Se siete appassionati di fantascienza di vecchia data magari sarà capitato anche a voi. Ogni tanto vado in giro e penso: cavolo, siamo nel 2004. Siamo nel futuro. Quando cominciavo a leggere fantascienza, da piccolo, un quarto di secolo fa, mi chiedevo come sarebbe stato il prossimo millennio; ora ci siamo dentro e per noi non è più il futuro ma il banale presente, eppure se cerchiamo di guardarlo con i nostri occhi di allora possiamo riuscire, per un istante, a cogliere un po' di sense of wonder da ciò che ci circonda.

Non ci sono automobili che viaggiano galleggiando a mezz'aria né astronavi che solcano il cielo (a dire il vero col ritiro del Concorde si può ben dire che negli anni settanta in cielo c'era roba più fantascientifica di quanto ci sia ora). Però siamo circondati da tecnologia affascinante. Tiro fuori dalla tasca il mio Treo 600 e mi collego a internet per leggere le ultime notizie dal Corriere della sera... non è una cosa un po' fantascientifica? O magari possi fare un salto alla Sony Gallery per veder giocare il cane robot Aibo.

Questo per gli amanti della sf tecnologica. Questo gioco però probabilmente renderà ancora più soddisfatti gli amanti della sf antiutopica, che possono ammirare un bel mondo cupo, bellicoso, pieno di minacce e indirizzato verso qualcosa di simile all'autodistruzione.

Sì, siamo nel futuro. Il brutto è che noi appassionati di fantascienza lo sappiamo, ma gli altri... be', no, gli altri pensano che questo sia ancora il loro buon vecchio presente, e lo affrontano come avrebbero affrontato il loro presente o il loro passato. Un esempio lampante di questa distonia è rappresentato da qualcuna delle ultime leggi promulgate dal nostro governo su argomenti che sono propri di questo futuro, affrontati nel modo più passato possibile. La genetica... tema affascinante che gli appassionati di fantascienza conoscono bene. Una volta era abbastanza normale pensare che la genetica avrebbe risolto tanti problemi: come quello di evitare di far nascere bambini deformi, o magari anche quello dei "pezzi di ricambio" da far crescere appositamente per sostituire ciò che nel nostro vecchio corpo non andava più bene.

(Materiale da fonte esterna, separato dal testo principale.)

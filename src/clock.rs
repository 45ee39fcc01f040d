//! Time source abstraction
//!
//! Token issuance and rate limiting read "now" through a [`Clock`] so tests
//! can pin and advance time deterministically.

use chrono::{DateTime, Duration, Utc};
use std::sync::{Arc, Mutex};

pub trait Clock: Send + Sync {
    fn now(&self) -> DateTime<Utc>;
}

/// Wall-clock time.
#[derive(Debug, Clone, Copy, Default)]
pub struct SystemClock;

impl Clock for SystemClock {
    fn now(&self) -> DateTime<Utc> {
        Utc::now()
    }
}

/// A clock that only moves when told to.
#[derive(Debug, Clone)]
pub struct ManualClock {
    now: Arc<Mutex<DateTime<Utc>>>,
}

impl ManualClock {
    pub fn new(start: DateTime<Utc>) -> Self {
        Self {
            now: Arc::new(Mutex::new(start)),
        }
    }

    /// Start at a fixed, whole-second instant.
    pub fn at_timestamp(secs: i64) -> Self {
        Self::new(DateTime::from_timestamp(secs, 0).unwrap_or_default())
    }

    pub fn advance(&self, by: Duration) {
        let mut now = self.now.lock().unwrap_or_else(|e| e.into_inner());
        *now += by;
    }

    pub fn set(&self, to: DateTime<Utc>) {
        let mut now = self.now.lock().unwrap_or_else(|e| e.into_inner());
        *now = to;
    }
}

impl Clock for ManualClock {
    fn now(&self) -> DateTime<Utc> {
        *self.now.lock().unwrap_or_else(|e| e.into_inner())
    }
}

#[cfg(test)]
mod tests {
    use super::*;

    #[test]
    fn test_manual_clock_advances() {
        let clock = ManualClock::at_timestamp(1_700_000_000);
        assert_eq!(clock.now().timestamp(), 1_700_000_000);

        clock.advance(Duration::seconds(30));
        assert_eq!(clock.now().timestamp(), 1_700_000_030);
    }

    #[test]
    fn test_manual_clock_shared_between_clones() {
        let clock = ManualClock::at_timestamp(100);
        let other = clock.clone();
        other.advance(Duration::seconds(5));
        assert_eq!(clock.now().timestamp(), 105);
    }

    #[test]
    fn test_system_clock_is_recent() {
        let now = SystemClock.now();
        assert!(now.timestamp() > 1_600_000_000);
    }
}
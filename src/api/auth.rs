//! Authentication API handlers

use super::{reject_json, ValidatedJson};
use crate::domain::{
    LoginInput, PasswordForm, RefreshInput, RegisterInput, UpdateProfileInput, UserResponse,
};
use crate::error::{AppError, Result};
use crate::jwt::TokenPair;
use crate::middleware::AuthUser;
use crate::state::HasServices;
use axum::{
    extract::{FromRequest, Request, State},
    http::{header, StatusCode},
    response::IntoResponse,
    Form, Json,
};
use serde::{Deserialize, Serialize};
use validator::Validate;

/// Token endpoint response
#[derive(Debug, Clone, Serialize, Deserialize)]
pub struct TokenResponse {
    pub access_token: String,
    pub refresh_token: String,
    pub token_type: String,
    pub expires_in: i64,
}

impl From<TokenPair> for TokenResponse {
    fn from(pair: TokenPair) -> Self {
        Self {
            access_token: pair.access_token,
            refresh_token: pair.refresh_token,
            token_type: "bearer".to_string(),
            expires_in: pair.expires_in,
        }
    }
}

/// Login credentials, as JSON `{email, password}` or the OAuth2 password
/// form `username=<email>&password=...`.
#[derive(Debug, Clone)]
pub struct LoginCredentials(pub LoginInput);

impl<S> FromRequest<S> for LoginCredentials
where
    S: Send + Sync,
{
    type Rejection = AppError;

    async fn from_request(req: Request, state: &S) -> std::result::Result<Self, Self::Rejection> {
        let is_form = req
            .headers()
            .get(header::CONTENT_TYPE)
            .and_then(|v| v.to_str().ok())
            .is_some_and(|ct| ct.starts_with("application/x-www-form-urlencoded"));

        let input: LoginInput = if is_form {
            let Form(form) = Form::<PasswordForm>::from_request(req, state)
                .await
                .map_err(|_| AppError::validation("Invalid login form", None))?;
            form.into()
        } else {
            let Json(input) = Json::<LoginInput>::from_request(req, state)
                .await
                .map_err(reject_json)?;
            input
        };
        input.validate()?;
        Ok(Self(input))
    }
}

/// POST /auth/register
pub async fn register<S: HasServices>(
    State(state): State<S>,
    ValidatedJson(input): ValidatedJson<RegisterInput>,
) -> Result<impl IntoResponse> {
    let user = state.auth_service().register(input).await?;
    Ok((StatusCode::CREATED, Json(UserResponse::from(user))))
}

/// POST /auth/login
pub async fn login<S: HasServices>(
    State(state): State<S>,
    LoginCredentials(input): LoginCredentials,
) -> Result<Json<TokenResponse>> {
    let pair = state.auth_service().login(input).await?;
    Ok(Json(pair.into()))
}

/// POST /auth/refresh
pub async fn refresh<S: HasServices>(
    State(state): State<S>,
    ValidatedJson(input): ValidatedJson<RefreshInput>,
) -> Result<Json<TokenResponse>> {
    let pair = state.auth_service().refresh(&input.refresh_token).await?;
    Ok(Json(pair.into()))
}

/// GET /auth/me
pub async fn me<S: HasServices>(
    State(state): State<S>,
    auth: AuthUser,
) -> Result<Json<UserResponse>> {
    let user = state.auth_service().current_user(&auth.subject).await?;
    Ok(Json(user.into()))
}

/// PUT /auth/me
pub async fn update_me<S: HasServices>(
    State(state): State<S>,
    auth: AuthUser,
    ValidatedJson(input): ValidatedJson<UpdateProfileInput>,
) -> Result<Json<UserResponse>> {
    let current = state.auth_service().current_user(&auth.subject).await?;
    let user = state
        .auth_service()
        .update_profile(current.id, input)
        .await?;
    Ok(Json(user.into()))
}

#[cfg(test)]
mod tests {
    use super::*;
    use axum::body::Body;

    fn request(content_type: &str, body: &'static str) -> Request {
        axum::http::Request::builder()
            .method("POST")
            .uri("/api/auth/login")
            .header(header::CONTENT_TYPE, content_type)
            .body(Body::from(body))
            .unwrap()
    }

    #[test]
    fn test_token_response_is_bearer() {
        let response = TokenResponse::from(TokenPair {
            access_token: "a".to_string(),
            refresh_token: "r".to_string(),
            expires_in: 3600,
        });
        assert_eq!(response.token_type, "bearer");
        assert_eq!(response.expires_in, 3600);
    }

    #[tokio::test]
    async fn test_login_credentials_from_json() {
        let LoginCredentials(input) = LoginCredentials::from_request(
            request(
                "application/json",
                r#"{"email":"user@example.com","password":"pw"}"#,
            ),
            &(),
        )
        .await
        .unwrap();
        assert_eq!(input.email, "user@example.com");
    }

    #[tokio::test]
    async fn test_login_credentials_from_password_form() {
        let LoginCredentials(input) = LoginCredentials::from_request(
            request(
                "application/x-www-form-urlencoded",
                "username=user%40example.com&password=pw",
            ),
            &(),
        )
        .await
        .unwrap();
        assert_eq!(input.email, "user@example.com");
        assert_eq!(input.password, "pw");
    }

    #[tokio::test]
    async fn test_login_credentials_empty_password_rejected() {
        let result = LoginCredentials::from_request(
            request("application/json", r#"{"email":"user@example.com","password":""}"#),
            &(),
        )
        .await;
        assert!(matches!(result, Err(AppError::Validation { .. })));
    }
}
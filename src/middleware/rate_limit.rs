//! Rate limiting middleware
//!
//! Keys requests by client identity and path, checks them against the
//! configured [`RateLimiter`] and answers 429 with `Retry-After` once the
//! window is full. Throttling is an ordinary outcome here, not an error.

use super::{reject, RequestContext};
use crate::config::RateLimitConfig;
use crate::error::{codes, ErrorEnvelope};
use crate::ratelimit::RateLimiter;
use axum::{
    extract::{Request, State},
    http::{header, HeaderValue, StatusCode},
    middleware::Next,
    response::Response,
};
use serde_json::json;
use std::sync::Arc;
use std::time::Duration;

pub const LIMIT_HEADER: &str = "x-ratelimit-limit";
pub const REMAINING_HEADER: &str = "x-ratelimit-remaining";

/// Rate limit state shared across requests
#[derive(Clone)]
pub struct RateLimitState {
    config: Arc<RateLimitConfig>,
    limiter: Arc<dyn RateLimiter>,
}

impl RateLimitState {
    pub fn new(config: RateLimitConfig, limiter: Arc<dyn RateLimiter>) -> Self {
        Self {
            config: Arc::new(config),
            limiter,
        }
    }

    pub fn is_enabled(&self) -> bool {
        self.config.enabled
    }

    fn window(&self) -> Duration {
        Duration::from_secs(self.config.window_secs)
    }
}

/// Rate limiting middleware function
pub async fn rate_limit(
    State(state): State<RateLimitState>,
    request: Request,
    next: Next,
) -> Response {
    let path = request.uri().path().to_string();
    if !state.is_enabled() || state.config.is_exempt(&path) {
        return next.run(request).await;
    }

    let client = request
        .extensions()
        .get::<Arc<RequestContext>>()
        .map(|ctx| ctx.client_key().to_string())
        .unwrap_or_else(|| "unknown".to_string());
    let limit = state.config.limit_for(&path);
    let key = format!("{}:{}", client, path);

    let decision = state.limiter.allow(&key, limit, state.window()).await;

    if !decision.permitted {
        tracing::warn!(
            client = %client,
            path = %path,
            count = decision.count,
            limit,
            "Rate limit exceeded"
        );
        metrics::counter!("portico_rate_limit_throttled_total", "path" => path).increment(1);

        let mut response = reject(
            &request,
            StatusCode::TOO_MANY_REQUESTS,
            ErrorEnvelope::new(codes::RATE_LIMITED, "Too Many Requests").with_details(json!({
                "limit": limit,
                "window_secs": state.config.window_secs,
            })),
        );
        let headers = response.headers_mut();
        headers.insert(header::RETRY_AFTER, HeaderValue::from(state.config.window_secs));
        headers.insert(LIMIT_HEADER, HeaderValue::from(limit));
        headers.insert(REMAINING_HEADER, HeaderValue::from(0u64));
        return response;
    }

    let mut response = next.run(request).await;
    let headers = response.headers_mut();
    headers.insert(LIMIT_HEADER, HeaderValue::from(limit));
    headers.insert(REMAINING_HEADER, HeaderValue::from(decision.remaining()));
    response
}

Sfortunatamente all'inizio del nuovo millennio abbiamo scoperto che tutto ciò era male, che il termine "clonazione" era una bestemmia impronunciabile e la genetica una pratica al limite della stregoneria. Abbiamo scoperto che la genetica non va utilizzata neanche per prevenire difetti genetici. Se oggi una donna vuole avere un figlio con l'inseminazione assistita, deve obbligatoriamente impiantarsi gli embrioni senza che possa essere effettuata un'analisi del DNA per verificarne l'integrità. Poi, eventualmente, in un secondo tempo potrà abortire.

E poi naturalmente c'è la rete, e la grande querelle del peer to peer, affrontato dalla legge Urbani varata proprio nei giorni in cui scrivo e che ha sollevato tante polemiche. Qui il concetto che viene affrontato sembra davvero difficile. Mette in discussione un valore, quello della proprietà, che è un caposaldo della cultura umana fin dall'età delle caverne.

A dire il vero, mi ricordo che quando facevo il liceo era pratica comune scambiarsi dischi e registrarsi le copie su cassetta. Non capisco del tutto quale sia la differenza tra una cassetta e un MP3, eccetto che l'MP3 si sente forse un po' meglio. L'industria discografica non è fallita quando sono stati introdotti i registratori a cassette, e non si vede perché debba fallire a causa degli MP3. Quindi, diciamo, un po' di "passato" da usare per valutare il futuro non è che non ci fosse.